Acute Exposure to Normobaric Mild Hypoxia Alters Dynamic Relationships between Blood Pressure and Cerebral Blood Flow at Very Low Frequency

Abstract

Acute hypoxia directly causes cerebral arteriole vasodilation and also stimulates peripheral chemoreceptors to change autonomic neural activity. These changes may alter cerebral vascular modulation. We therefore hypothesized that dynamic cerebral autoregulation would be altered during acute exposure to hypoxia. Fifteen healthy men were examined under normoxic (21%) and hypoxic conditions. Oxygen concentrations were decreased in stepwise fashion to 19%, 17%, and 15%, for 10 mins at each level.
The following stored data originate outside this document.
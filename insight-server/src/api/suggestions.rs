//! Optimization suggestions

use axum::{
    body::Bytes,
    extract::{RawQuery, State},
    http::{HeaderMap, StatusCode},
    response::Json,
};
use serde_json::Value;

use insight_core::ForwardOptions;
use insight_types::ErrorEnvelope;

use super::{query_value, relay_json};
use crate::state::AppState;

const LIST_PATH: &str = "/suggestions";
const APPLY_PATH: &str = "/suggestions/apply";

/// Query parameters passed on to the backend listing.
const LIST_PARAMS: &[&str] = &["status", "limit"];

type EnvelopeResult = Result<Json<Value>, (StatusCode, Json<ErrorEnvelope>)>;

#[derive(Debug, Clone, Copy, PartialEq, Eq)]
pub enum ApplyAction {
    Apply,
    Rollback,
}

impl ApplyAction {
    /// Read `action` from the request body. Anything but `rollback` applies.
    pub fn from_body(body: &Value) -> Self {
        match body.get("action").and_then(Value::as_str) {
            Some("rollback") => Self::Rollback,
            _ => Self::Apply,
        }
    }

    pub fn as_str(self) -> &'static str {
        match self {
            Self::Apply => "apply",
            Self::Rollback => "rollback",
        }
    }

    /// Backend endpoint for the action. Rollback has no endpoint of its own
    /// yet, so both go to the apply path.
    pub fn endpoint(self) -> &'static str {
        match self {
            Self::Apply | Self::Rollback => APPLY_PATH,
        }
    }
}

pub async fn list_suggestions(
    State(state): State<AppState>,
    RawQuery(query): RawQuery,
    headers: HeaderMap,
) -> EnvelopeResult {
    // Serializer is !Send; it must not live across the await below.
    let forwarded = {
        let mut serializer = url::form_urlencoded::Serializer::new(String::new());
        for param in LIST_PARAMS {
            if let Some(value) = query_value(query.as_deref(), param) {
                serializer.append_pair(param, &value);
            }
        }
        serializer.finish()
    };

    let outgoing = state.tenant_headers(&headers, query.as_deref(), HeaderMap::new());
    let options = ForwardOptions::get().with_query(forwarded).with_headers(outgoing);

    relay_json(&state, LIST_PATH, options).await.map(Json).map_err(|e| {
        tracing::error!(route = LIST_PATH, error = %e, "Failed to fetch suggestions");
        (StatusCode::INTERNAL_SERVER_ERROR, Json(ErrorEnvelope::new("Failed to fetch suggestions")))
    })
}

pub async fn apply_suggestion(
    State(state): State<AppState>,
    RawQuery(query): RawQuery,
    headers: HeaderMap,
    body: Bytes,
) -> EnvelopeResult {
    let payload: Value = serde_json::from_slice(&body).map_err(|e| {
        tracing::warn!(route = APPLY_PATH, error = %e, "Rejected suggestion body");
        (StatusCode::BAD_REQUEST, Json(ErrorEnvelope::new("Invalid JSON body")))
    })?;

    let has_id = payload.get("recommendation_id").is_some_and(|id| !id.is_null());
    if !has_id {
        return Err((StatusCode::BAD_REQUEST, Json(ErrorEnvelope::new("Missing recommendation_id"))));
    }

    let action = ApplyAction::from_body(&payload);
    tracing::info!(
        recommendation_id = %payload["recommendation_id"],
        action = action.as_str(),
        "Applying suggestion"
    );

    let outgoing = state.tenant_headers(&headers, query.as_deref(), HeaderMap::new());
    let options = ForwardOptions::post_json(payload).with_headers(outgoing);

    relay_json(&state, action.endpoint(), options).await.map(Json).map_err(|e| {
        tracing::error!(route = APPLY_PATH, action = action.as_str(), error = %e, "Failed to apply suggestion");
        (StatusCode::INTERNAL_SERVER_ERROR, Json(ErrorEnvelope::new("Failed to apply suggestion")))
    })
}

#[cfg(test)]
mod tests {
    use super::*;
    use serde_json::json;

    #[test]
    fn test_action_defaults_to_apply() {
        assert_eq!(ApplyAction::from_body(&json!({"recommendation_id": 1})), ApplyAction::Apply);
        assert_eq!(ApplyAction::from_body(&json!({"action": 7})), ApplyAction::Apply);
    }

    #[test]
    fn test_rollback_shares_apply_endpoint() {
        let action = ApplyAction::from_body(&json!({"action": "rollback"}));
        assert_eq!(action, ApplyAction::Rollback);
        assert_eq!(action.endpoint(), ApplyAction::Apply.endpoint());
    }
}
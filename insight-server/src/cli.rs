use clap::{Args, Parser, Subcommand};
use std::path::PathBuf;

#[derive(Parser)]
#[command(
    name = "insight-server",
    about = "Insight Gateway - tenant-aware proxy to the Insight backend API",
    version = env!("CARGO_PKG_VERSION"),
    author,
    propagate_version = true
)]
pub struct Cli {
    #[command(subcommand)]
    pub command: Option<Commands>,

    #[arg(short, long, global = true, env = "INSIGHT_CONFIG", help = "Path to JSON config file")]
    pub config: Option<PathBuf>,

    #[arg(short, long, global = true, env = "RUST_LOG", default_value = "info")]
    pub log_level: String,

    #[command(flatten)]
    pub overrides: ServeOverrides,
}

/// Flags that override values from the config file.
#[derive(Args, Default, Clone)]
pub struct ServeOverrides {
    #[arg(long, global = true, env = "INSIGHT_HOST")]
    pub host: Option<String>,

    #[arg(short, long, global = true, env = "INSIGHT_PORT")]
    pub port: Option<u16>,

    #[arg(long, global = true, env = "INSIGHT_BACKEND_URL", help = "Backend API base URL")]
    pub backend_url: Option<String>,

    #[arg(long, global = true, env = "INSIGHT_STATIC_DIR", help = "Serve the built landing page")]
    pub static_dir: Option<String>,

    #[arg(long, global = true, env = "INSIGHT_REQUEST_TIMEOUT", help = "Outbound timeout in seconds")]
    pub request_timeout: Option<u64>,
}

#[derive(Subcommand)]
pub enum Commands {
    #[command(about = "Start the gateway (default if no command specified)")]
    Serve,

    #[command(about = "Bundle the landing page and write static-host fallbacks")]
    BuildLanding(LandingArgs),

    #[command(about = "Validate and print the effective configuration")]
    CheckConfig,
}

#[derive(Args, Default)]
pub struct LandingArgs {
    #[arg(long, help = "Entry file handed to the bundler")]
    pub entry: Option<String>,

    #[arg(long, help = "Output directory (wiped before the build)")]
    pub out_dir: Option<String>,

    #[arg(long, help = "Bundler executable")]
    pub bundler: Option<String>,
}
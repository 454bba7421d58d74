use anyhow::{Context, Result};
use listenfd::ListenFd;
use socket2::{Domain, Protocol, Socket, Type};
use std::net::{IpAddr, SocketAddr};
use tokio::net::TcpListener;
use tokio::signal;
use tracing::info;

use insight_types::GatewayConfig;

const LISTEN_BACKLOG: i32 = 1024;

/// Resolve the configured `host`/`port` pair into a bindable address.
pub fn gateway_bind_addr(config: &GatewayConfig) -> Result<SocketAddr> {
    let ip: IpAddr = config
        .host
        .parse()
        .with_context(|| format!("Invalid gateway host '{}'", config.host))?;
    Ok(SocketAddr::new(ip, config.port))
}

/// Listener for the gateway: an inherited systemd socket when one is passed,
/// otherwise a fresh `SO_REUSEPORT` socket on the configured address.
pub async fn create_listener(config: &GatewayConfig) -> Result<TcpListener> {
    let mut listenfd = ListenFd::from_env();

    if let Some(listener) = listenfd.take_tcp_listener(0)? {
        info!(backend = %config.backend_url, "Gateway adopted systemd socket (fd=3)");
        listener.set_nonblocking(true)?;
        return Ok(TcpListener::from_std(listener)?);
    }

    let addr = gateway_bind_addr(config)?;
    let domain = if addr.is_ipv4() { Domain::IPV4 } else { Domain::IPV6 };
    let socket = Socket::new(domain, Type::STREAM, Some(Protocol::TCP))?;

    socket.set_reuse_address(true)?;
    #[cfg(unix)]
    socket.set_reuse_port(true)?;
    socket.set_nonblocking(true)?;
    socket
        .bind(&addr.into())
        .with_context(|| format!("Gateway could not bind {addr}"))?;
    socket.listen(LISTEN_BACKLOG)?;

    info!(%addr, backend = %config.backend_url, "Gateway socket bound");

    Ok(TcpListener::from_std(socket.into())?)
}

#[allow(
    clippy::expect_used,
    reason = "Signal handlers are critical infrastructure, panic is appropriate on failure"
)]
pub async fn shutdown_signal() {
    let ctrl_c = async {
        signal::ctrl_c().await.expect("failed to install Ctrl+C handler");
    };

    #[cfg(unix)]
    let terminate = async {
        signal::unix::signal(signal::unix::SignalKind::terminate())
            .expect("failed to install SIGTERM handler")
            .recv()
            .await;
    };

    #[cfg(not(unix))]
    let terminate = std::future::pending::<()>();

    let signal_name = tokio::select! {
        () = ctrl_c => "Ctrl+C",
        () = terminate => "SIGTERM",
    };

    info!(signal = signal_name, "Gateway stopping, letting in-flight relays finish");
}
//! Landing page build configuration.

use serde::{Deserialize, Serialize};
use validator::Validate;

/// How to bundle the landing entry and where the output goes.
///
/// `bundler_args` may contain `{entry}` and `{out_dir}` placeholders; they are
/// substituted before the bundler is spawned.
#[derive(Debug, Clone, Serialize, Deserialize, PartialEq, Eq, Validate)]
pub struct LandingConfig {
    /// Bundler executable
    #[validate(length(min = 1_u64))]
    #[serde(default = "default_bundler")]
    pub bundler: String,
    /// Bundler argument template
    #[serde(default = "default_bundler_args")]
    pub bundler_args: Vec<String>,
    /// Entry file handed to the bundler
    #[validate(length(min = 1_u64))]
    #[serde(default = "default_entry")]
    pub entry: String,
    /// Output directory, wiped before every build
    #[validate(length(min = 1_u64))]
    #[serde(default = "default_out_dir")]
    pub out_dir: String,
    /// File the bundler produces inside `out_dir`
    #[validate(length(min = 1_u64))]
    #[serde(default = "default_output_name")]
    pub output_name: String,
    /// Extra copies of the output for static-host routing
    #[serde(default = "default_aliases")]
    pub aliases: Vec<String>,
}

impl Default for LandingConfig {
    fn default() -> Self {
        Self {
            bundler: default_bundler(),
            bundler_args: default_bundler_args(),
            entry: default_entry(),
            out_dir: default_out_dir(),
            output_name: default_output_name(),
            aliases: default_aliases(),
        }
    }
}

fn default_bundler() -> String {
    "npx".to_string()
}

fn default_bundler_args() -> Vec<String> {
    ["parcel", "build", "{entry}", "--dist-dir", "{out_dir}", "--no-source-maps"]
        .iter()
        .map(ToString::to_string)
        .collect()
}

fn default_entry() -> String {
    "frontend/landing.html".to_string()
}

fn default_out_dir() -> String {
    "dist".to_string()
}

fn default_output_name() -> String {
    "landing.html".to_string()
}

fn default_aliases() -> Vec<String> {
    vec!["index.html".to_string(), "404.html".to_string()]
}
Mean blood pressure (MBP) in the radial artery was measured via tonometry, and cerebral blood flow velocity (CBFV) in the middle cerebral artery was measured by transcranial Doppler ultrasonography. Dynamic cerebral autoregulation was assessed by spectral and transfer function analysis of beat-by-beat changes in MBP and CBFV. Arterial oxygen saturation decreased significantly during hypoxia, while end-tidal CO₂ and respiratory rate were unchanged, as was steady-state CBFV. With 15% O₂, very-low-frequency power of MBP and CBFV variability increased significantly by 185% and 282%, respectively. Moreover, transfer function coherence (21% O₂, 0.46 ± 0.04; 15% O₂, 0.64 ± 0.04; P = 0.028) and gain (21% O₂, 0.61 ± 0.05 cm/secs/mm Hg; 15% O₂, 0.86 ± 0.08 cm/secs/mm Hg; P = 0.035) in the very-low-frequency range increased significantly by 53% and 48% with 15% O₂, respectively. However, these indices were unchanged in low- and high-frequency ranges. Acute hypoxia thus increases arterial pressure oscillations and dependence of cerebral blood flow (CBF) fluctuations on blood pressure oscillations, resulting in apparent increases in CBF fluctuations in the very-low-frequency range. Hypoxia may thus impair dynamic cerebral autoregulation in this range. However, these changes were significant only with hypoxia at 15% O₂, suggesting a possible threshold for such changes.